Diese Produktion will dem Geist der antiken griechischen Tragödie nachspüren und diesen
zugleich heute erfahrbar machen, - als Verhandlung des Lebens im öffentlichen Raum. Die
Spielstätte ist der Brunnen vor der Karlskirche und Wasser und Feuer werden die zentralen
Gestaltungselemente dieser Opernproduktion sein: Damit aus ihr das vitale Feuer der
Griechen fließe, das die Tragödie und ihren transzendentalen Charakter umgibt, mit ihrer
Erfahrung über das Wasser des Lebens und der Luft des Todes. Das Leben ist wie eine ewige
Quelle, die immer sprudelt, sich dazu selbst zerreißt und den Schmerz und die Leiden
empfindet, vom Wesentlichen abgetrennt zu sein. (...) Das ist es, was Fura dels Baus immer
angestrebt hat, vor allem in ihren ersten Arbeiten, und in der Orestie sehen wir sie wieder bei
dem Versuch, dieses Spiel des ständigen Aufbaus und Abrisses der Welt zu reflektieren und
dem Zuschauer eine Tür zu diesem Mysterium zu öffnen. (Carlus Padrissa)

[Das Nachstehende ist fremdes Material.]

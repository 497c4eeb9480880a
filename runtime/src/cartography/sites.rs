//! Site registry: which commerce sites we know how to search.

use crate::error::{Result, ScoutError};
use serde::{Deserialize, Serialize};

/// Placeholder replaced by the encoded query in search templates.
pub const QUERY_PLACEHOLDER: &str = "{q}";

/// A searchable third-party commerce site.
#[derive(Debug, Clone, PartialEq, Eq, Serialize, Deserialize)]
pub struct SiteProfile {
    /// Short identifier used on the command line (e.g. "buildersmart").
    pub id: String,
    /// Registrable domain used as the domain hint (e.g. "buildersmart.in").
    pub domain: String,
    /// Search URL templates containing `{q}`. Each seeds the frontier.
    pub search_templates: Vec<String>,
}

impl SiteProfile {
    pub fn new(id: &str, domain: &str, templates: &[&str]) -> Self {
        Self {
            id: id.to_string(),
            domain: domain.to_string(),
            search_templates: templates.iter().map(|t| t.to_string()).collect(),
        }
    }

    /// Construct the search URLs for a query string.
    pub fn search_urls(&self, query: &str) -> Vec<String> {
        let encoded = encode_query(query);
        self.search_templates
            .iter()
            .map(|t| t.replace(QUERY_PLACEHOLDER, &encoded))
            .collect()
    }

    pub fn validate(&self) -> Result<()> {
        if self.id.trim().is_empty() || self.domain.trim().is_empty() {
            return Err(ScoutError::Config("site id and domain must be set".into()));
        }
        if self.search_templates.is_empty() {
            return Err(ScoutError::Config(format!(
                "site {:?} has no search templates",
                self.id
            )));
        }
        for template in &self.search_templates {
            if !template.contains(QUERY_PLACEHOLDER) {
                return Err(ScoutError::Config(format!(
                    "search template {template:?} is missing {QUERY_PLACEHOLDER}"
                )));
            }
            let sample = template.replace(QUERY_PLACEHOLDER, "cement");
            let parsed = url::Url::parse(&sample)
                .map_err(|e| ScoutError::Config(format!("bad search template {template:?}: {e}")))?;
            let host = parsed.host_str().unwrap_or("");
            if !super::url_rules::host_matches(host, &self.domain) {
                return Err(ScoutError::Config(format!(
                    "search template {template:?} is not on domain {}",
                    self.domain
                )));
            }
        }
        Ok(())
    }
}

/// Form-encode a query: spaces become `+`, reserved characters are escaped.
pub fn encode_query(query: &str) -> String {
    url::form_urlencoded::byte_serialize(query.trim().as_bytes()).collect()
}

/// Sites available without any configuration.
pub fn builtin_sites() -> Vec<SiteProfile> {
    vec![
        SiteProfile::new(
            "buildersmart",
            "buildersmart.in",
            &[
                "https://www.buildersmart.in/catalogsearch/result?q={q}",
                "https://www.buildersmart.in/search?q={q}",
            ],
        ),
        SiteProfile::new(
            "indiamart",
            "indiamart.com",
            &["https://dir.indiamart.com/search.mp?ss={q}"],
        ),
    ]
}
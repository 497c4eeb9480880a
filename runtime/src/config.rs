//! Configuration loading and resolution.
//!
//! Every tunable used by the crawler lives here: scoring weights, the
//! URL/DOM heuristics, fetch timeouts, politeness limits and the site
//! registry. All sections default sensibly, so a config file only needs
//! the keys it wants to change.

use crate::cartography::sites::{self, SiteProfile};
use crate::cartography::url_rules::UrlRules;
use crate::error::{Result, ScoutError};
use scraper::Selector;
use serde::{Deserialize, Serialize};
use std::path::{Path, PathBuf};

/// Environment variable naming an explicit config file.
pub const CONFIG_ENV: &str = "LINKSCOUT_CONFIG";

/// Top-level configuration.
#[derive(Debug, Clone, Serialize, Deserialize)]
#[serde(default)]
pub struct ScoutConfig {
    pub weights: ScoringWeights,
    pub filters: FilterRules,
    pub fetch: FetchConfig,
    pub politeness: PolitenessConfig,
    pub sites: Vec<SiteProfile>,
    /// Ordered `(alias, retail term)` pairs applied to search queries when
    /// `normalize_query` is on.
    pub search_aliases: Vec<(String, String)>,
    pub normalize_query: bool,
    /// Scan raw page source for bare URLs when nothing else qualified.
    pub raw_source_fallback: bool,
    /// Expand outbound links of pages classified as product detail.
    pub follow_detail_pages: bool,
    /// Enqueue links whose URL alone looks like a product detail page.
    pub enqueue_detail_links: bool,
}

impl Default for ScoutConfig {
    fn default() -> Self {
        Self {
            weights: ScoringWeights::default(),
            filters: FilterRules::default(),
            fetch: FetchConfig::default(),
            politeness: PolitenessConfig::default(),
            sites: sites::builtin_sites(),
            search_aliases: default_search_aliases(),
            normalize_query: false,
            raw_source_fallback: true,
            follow_detail_pages: true,
            enqueue_detail_links: false,
        }
    }
}

/// Additive relevance weights and classification thresholds.
#[derive(Debug, Clone, Serialize, Deserialize)]
#[serde(default)]
pub struct ScoringWeights {
    /// Per material token found anywhere in the combined text.
    pub token: i64,
    /// Full token phrase found verbatim.
    pub phrase: i64,
    /// Per material token found in the URL path.
    pub path_token: i64,
    /// Per category keyword found in URL, path or anchor text.
    pub category: i64,
    /// Multiplier applied to the product-card count of a visited page.
    pub card_multiplier: i64,
    /// Card count at which a page is conclusively a listing.
    pub listing_threshold: usize,
    /// Candidates below this score are recorded but never visited.
    pub min_visit_score: i64,
    /// Candidates below this score are never returned as results.
    pub min_result_score: i64,
}

impl Default for ScoringWeights {
    fn default() -> Self {
        Self {
            token: 2,
            phrase: 5,
            path_token: 3,
            category: 4,
            card_multiplier: 5,
            listing_threshold: 3,
            min_visit_score: 3,
            min_result_score: 1,
        }
    }
}

/// URL and DOM heuristics.
#[derive(Debug, Clone, Serialize, Deserialize)]
#[serde(default)]
pub struct FilterRules {
    /// File suffixes (matched against the end of the URL path).
    pub static_suffixes: Vec<String>,
    /// Fragments matched anywhere in the lower-cased URL.
    pub static_fragments: Vec<String>,
    pub category_keywords: Vec<String>,
    /// Path fragments that mark a single-product view.
    pub detail_fragments: Vec<String>,
    /// Regex over the URL path for SKU-looking trailers.
    pub sku_pattern: String,
    /// CSS selectors whose matches count as product cards.
    pub card_selectors: Vec<String>,
    /// Attributes that hold a destination URL directly.
    pub link_attributes: Vec<String>,
    /// Inline event-handler attributes scanned for navigation calls.
    pub handler_attributes: Vec<String>,
    /// Attributes that hold a category label; the nearest ancestor anchor
    /// supplies the URL.
    pub label_attributes: Vec<String>,
    /// Upper bound on the container text kept as candidate context.
    pub max_context_chars: usize,
}

impl Default for FilterRules {
    fn default() -> Self {
        Self {
            static_suffixes: strings(&[
                ".png", ".jpg", ".jpeg", ".gif", ".svg", ".ico", ".webp", ".bmp", ".tif",
                ".tiff", ".css", ".woff", ".woff2", ".ttf", ".eot", ".otf", ".js", ".map",
                ".mp4", ".pdf",
            ]),
            static_fragments: strings(&[
                "fontawesome",
                "cdn-media",
                "/static/",
                "/assets/",
                "/media/",
                "/cdn-cgi/",
            ]),
            category_keywords: strings(&[
                "catalogsearch",
                "catalog",
                "category",
                "products",
                "buy",
                "shop",
                "list",
                "tmt-steel",
                "cement",
                "bricks",
                "plumbing",
                "electrical",
                "bricks-blocks",
                "bricks-and-blocks",
                "bricks-blocks-price",
            ]),
            detail_fragments: strings(&[
                "/prodetail/",
                "/product-detail",
                "/productdetail",
                "/proddetail/",
                "/product/",
                "/dp/",
                "/pd/",
                "/p/",
                "/item/",
                "/sku/",
            ]),
            sku_pattern: r"[-_/]\d{4,}(\.html?)?/?$".to_string(),
            card_selectors: strings(&[
                r#"[class*="product"]"#,
                r#"[class*="product-item"]"#,
                r#"[class*="product-list"]"#,
                r#"[class*="search-result"]"#,
                r#"[class*="listing"]"#,
                r#"ul[class*="products"] > li"#,
                r#"div[class*="prod"]"#,
            ]),
            link_attributes: strings(&[
                "data-href",
                "data-url",
                "data-link",
                "data-target",
                "data-redirect",
            ]),
            handler_attributes: strings(&[
                "onclick",
                "onmousedown",
                "onmouseup",
                "ondblclick",
                "onchange",
                "ontouchstart",
                "onkeydown",
            ]),
            label_attributes: strings(&["data-category", "data-cat", "title", "aria-label"]),
            max_context_chars: 1000,
        }
    }
}

/// Fetch timeouts and client identity.
#[derive(Debug, Clone, Serialize, Deserialize)]
#[serde(default)]
pub struct FetchConfig {
    pub timeout_ms: u64,
    /// How long a rendered fetch waits for `document.body`.
    pub ready_timeout_ms: u64,
    /// Pause after readiness so script-populated listings can settle.
    pub settle_ms: u64,
    pub max_retries: u32,
    pub user_agent: String,
    pub accept_language: String,
}

impl Default for FetchConfig {
    fn default() -> Self {
        Self {
            timeout_ms: 8_000,
            ready_timeout_ms: 5_000,
            settle_ms: 500,
            max_retries: 1,
            user_agent: concat!(
                "Mozilla/5.0 (compatible; linkscout/",
                env!("CARGO_PKG_VERSION"),
                "; material listing discovery)"
            )
            .to_string(),
            accept_language: "en-IN,en;q=0.9".to_string(),
        }
    }
}

/// Limits toward third-party servers.
#[derive(Debug, Clone, Serialize, Deserialize)]
#[serde(default)]
pub struct PolitenessConfig {
    /// Targets crawled at once.
    pub concurrency: usize,
    /// Minimum spacing between requests to the same host.
    pub min_delay_ms: u64,
    /// Random extra delay added on top of `min_delay_ms`.
    pub jitter_ms: u64,
}

impl Default for PolitenessConfig {
    fn default() -> Self {
        Self {
            concurrency: 2,
            min_delay_ms: 750,
            jitter_ms: 250,
        }
    }
}

fn strings(items: &[&str]) -> Vec<String> {
    items.iter().map(|s| s.to_string()).collect()
}

fn default_search_aliases() -> Vec<(String, String)> {
    [
        ("stainless steel bars", "stainless steel rod"),
        ("stainless steel rods", "stainless steel rod"),
        ("mild steel", "ms steel"),
        ("tmt", "tmt bar"),
        ("steel structures", "structural steel"),
        ("angles", "steel angle"),
        ("channels", "steel channel"),
        ("sections", "steel section"),
        ("flat products", "steel flat"),
        ("long products", "steel rod"),
    ]
    .iter()
    .map(|(a, b)| (a.to_string(), b.to_string()))
    .collect()
}

impl ScoutConfig {
    /// Load configuration from the resolved path, or defaults when none exists.
    pub fn load(explicit: Option<&Path>) -> Result<Self> {
        let config = match resolve_config_path(explicit) {
            Some(path) => Self::from_file(&path)?,
            None => Self::default(),
        };
        config.validate()?;
        Ok(config)
    }

    /// Parse a JSON config file. Missing sections fall back to defaults.
    pub fn from_file(path: &Path) -> Result<Self> {
        let data = std::fs::read_to_string(path)?;
        let config: ScoutConfig = serde_json::from_str(&data)?;
        tracing::debug!("loaded config from {}", path.display());
        Ok(config)
    }

    /// Check every selector, regex and limit up front.
    pub fn validate(&self) -> Result<()> {
        for sel in &self.filters.card_selectors {
            Selector::parse(sel)
                .map_err(|e| ScoutError::Config(format!("bad card selector {sel:?}: {e}")))?;
        }
        UrlRules::from_filters(&self.filters)?;

        if self.weights.listing_threshold == 0 {
            return Err(ScoutError::Config(
                "weights.listing_threshold must be at least 1".into(),
            ));
        }
        if self.politeness.concurrency == 0 {
            return Err(ScoutError::Config(
                "politeness.concurrency must be at least 1".into(),
            ));
        }
        if self.fetch.timeout_ms == 0 {
            return Err(ScoutError::Config("fetch.timeout_ms must be positive".into()));
        }
        for site in &self.sites {
            site.validate()?;
        }
        Ok(())
    }

    /// Look up a site profile by id (case-insensitive).
    pub fn site(&self, id: &str) -> Option<&SiteProfile> {
        self.sites.iter().find(|s| s.id.eq_ignore_ascii_case(id))
    }

    /// Apply the retail alias table to a material name.
    ///
    /// Returns the material unchanged when normalisation is off or no
    /// alias matches.
    pub fn search_term(&self, material: &str) -> String {
        if !self.normalize_query {
            return material.trim().to_string();
        }
        let lower = material.to_lowercase();
        for (alias, term) in &self.search_aliases {
            if lower.contains(alias.as_str()) {
                return term.clone();
            }
        }
        material.trim().to_string()
    }
}

/// Resolve the config path: explicit flag, then `LINKSCOUT_CONFIG`, then
/// `./linkscout.json`, then the user config directory.
pub fn resolve_config_path(explicit: Option<&Path>) -> Option<PathBuf> {
    if let Some(path) = explicit {
        return Some(path.to_path_buf());
    }

    if let Ok(env_path) = std::env::var(CONFIG_ENV) {
        return Some(PathBuf::from(env_path));
    }

    let cwd_config = PathBuf::from("linkscout.json");
    if cwd_config.exists() {
        return Some(cwd_config);
    }

    let user_config = dirs::config_dir()?.join("linkscout").join("config.json");
    user_config.exists().then_some(user_config)
}
//! URL hygiene and pattern rules: resolution, static-asset and domain
//! filters, category keywords and product-detail shapes.

use crate::config::FilterRules;
use crate::error::{Result, ScoutError};
use regex::Regex;
use url::{Host, Url};

/// Schemes that can never lead to a page.
const PSEUDO_SCHEMES: &[&str] = &["javascript:", "mailto:", "tel:", "data:", "about:", "blob:", "sms:"];

/// Compiled URL heuristics shared by the extractor, scorer and classifier.
#[derive(Debug, Clone)]
pub struct UrlRules {
    static_suffixes: Vec<String>,
    static_fragments: Vec<String>,
    category_keywords: Vec<String>,
    detail_fragments: Vec<String>,
    sku: Regex,
}

impl UrlRules {
    pub fn from_filters(filters: &FilterRules) -> Result<Self> {
        let sku = Regex::new(&filters.sku_pattern).map_err(|e| {
            ScoutError::Config(format!("bad sku pattern {:?}: {e}", filters.sku_pattern))
        })?;
        Ok(Self {
            static_suffixes: lowered(&filters.static_suffixes),
            static_fragments: lowered(&filters.static_fragments),
            category_keywords: lowered(&filters.category_keywords),
            detail_fragments: lowered(&filters.detail_fragments),
            sku,
        })
    }

    /// True for images, fonts, stylesheets and anything under a
    /// CDN/media/static directory. These are never listing pages.
    pub fn is_static(&self, url: &str) -> bool {
        let lower = url.to_lowercase();
        if self.static_fragments.iter().any(|f| lower.contains(f.as_str())) {
            return true;
        }
        let path = path_of(&lower);
        self.static_suffixes.iter().any(|s| path.ends_with(s.as_str()))
    }

    /// Category keywords present in the URL or the anchor text.
    ///
    /// Each keyword counts once, wherever it appears.
    pub fn category_hits(&self, url: &str, anchor_text: &str) -> Vec<&str> {
        let url_lower = url.to_lowercase();
        let text_lower = anchor_text.to_lowercase();
        self.category_keywords
            .iter()
            .filter(|k| url_lower.contains(k.as_str()) || text_lower.contains(k.as_str()))
            .map(|k| k.as_str())
            .collect()
    }

    /// URL shape of a single-product view (detail segment or SKU trailer).
    pub fn looks_like_detail(&self, url: &str) -> bool {
        let path = path_of(url).to_lowercase();
        self.detail_fragments.iter().any(|f| path.contains(f.as_str())) || self.sku.is_match(&path)
    }

    /// Detail-shaped URL with no category keyword to redeem it.
    pub fn is_detail_url(&self, url: &str) -> bool {
        self.looks_like_detail(url) && self.category_hits(url, "").is_empty()
    }
}

fn lowered(items: &[String]) -> Vec<String> {
    items.iter().map(|s| s.to_lowercase()).collect()
}

/// Resolve a raw attribute value against the page URL.
///
/// Returns `None` for empty values, fragment-only references, pseudo
/// schemes and anything that does not resolve to http(s). The fragment
/// is stripped from the result.
pub fn resolve(base: &Url, raw: &str) -> Option<Url> {
    let raw = raw.trim();
    if raw.is_empty() || raw.starts_with('#') {
        return None;
    }
    let lower = raw.to_lowercase();
    if PSEUDO_SCHEMES.iter().any(|s| lower.starts_with(s)) {
        return None;
    }
    let mut url = base.join(raw).ok()?;
    if !matches!(url.scheme(), "http" | "https") {
        return None;
    }
    url.set_fragment(None);
    Some(url)
}

/// Canonical string form used for the visited set and de-duplication.
pub fn normalize_url(raw: &str) -> Option<String> {
    let mut url = Url::parse(raw.trim()).ok()?;
    if !matches!(url.scheme(), "http" | "https") {
        return None;
    }
    url.set_fragment(None);
    Some(url.to_string())
}

/// Whether `host` is `domain` or one of its subdomains.
pub fn host_matches(host: &str, domain: &str) -> bool {
    let host = host.trim_end_matches('.').to_ascii_lowercase();
    let domain = domain.trim_start_matches('.').to_ascii_lowercase();
    host == domain || host.ends_with(&format!(".{domain}"))
}

/// Whether an absolute URL lives on the domain hint.
pub fn on_domain(url: &str, domain: &str) -> bool {
    Url::parse(url)
        .ok()
        .and_then(|u| u.host_str().map(|h| host_matches(h, domain)))
        .unwrap_or(false)
}

/// Second-level labels that registries sell names under, as in
/// `example.co.in` or `example.com.au`.
const SHARED_SECOND_LEVEL: &[&str] = &["co", "com", "net", "org", "gov", "edu", "ac", "firm", "gen", "ind"];

/// Domain hint for a seed URL: the registrable domain of its host, so
/// `www.`, `m.` and `dir.` siblings share one hint. IP hosts stay whole.
pub fn domain_hint_for(url: &Url) -> Option<String> {
    let host = url.host_str()?.to_ascii_lowercase();
    match url.host()? {
        Host::Domain(_) => Some(registrable_domain(&host)),
        Host::Ipv4(_) | Host::Ipv6(_) => Some(host),
    }
}

/// Last two labels of `host`, or three under a country-code shared
/// second level.
fn registrable_domain(host: &str) -> String {
    let labels: Vec<&str> = host.trim_end_matches('.').split('.').collect();
    let n = labels.len();
    if n <= 2 {
        return labels.join(".");
    }
    let shared = labels[n - 1].len() == 2 && SHARED_SECOND_LEVEL.contains(&labels[n - 2]);
    let keep = if shared { 3 } else { 2 };
    labels[n - keep..].join(".")
}

/// Path component of a URL string without parsing it fully.
pub fn path_of(url: &str) -> &str {
    let rest = url
        .strip_prefix("https://")
        .or_else(|| url.strip_prefix("http://"))
        .or_else(|| url.strip_prefix("HTTPS://"))
        .or_else(|| url.strip_prefix("HTTP://"));
    let path = match rest {
        Some(rest) => match rest.find('/') {
            Some(pos) => &rest[pos..],
            None => "/",
        },
        None => url,
    };
    let end = path.find(['?', '#']).unwrap_or(path.len());
    &path[..end]
}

IANNIS XENAKIS' ORESTEIA-MUSIK
Insgesamt ähnelte das griechische Drama mit seinem Wechsel von Sprech-. Rezitationsund Gesangspartien eher einer Oper des 17. Jahrhunderts als einem modernen
Theaterstück. Xenakis erweist sich in seiner Musik zur Oresteia als genauer Kenner des
antiken griechischen Theaters. Er verwendet die Elemente der alten Tragödie, ohne sie
nachahmen oder gar rekonstruieren zu wollen. Insbesondere mit der Reduktion auf einfache
Rhythmen in vielen Passagen des Werkes wird eine archaisierende Wirkung erzielt, die
durch die sparsame Begleitung durch Blasinstrumente und ein Violoncello noch verstärkt
wird. Dazu tritt - gleichsam als verfeinernder Widerpart - die Verwendung von
Mikrointervallen wie Viertel- und Dritteltönen im Chor.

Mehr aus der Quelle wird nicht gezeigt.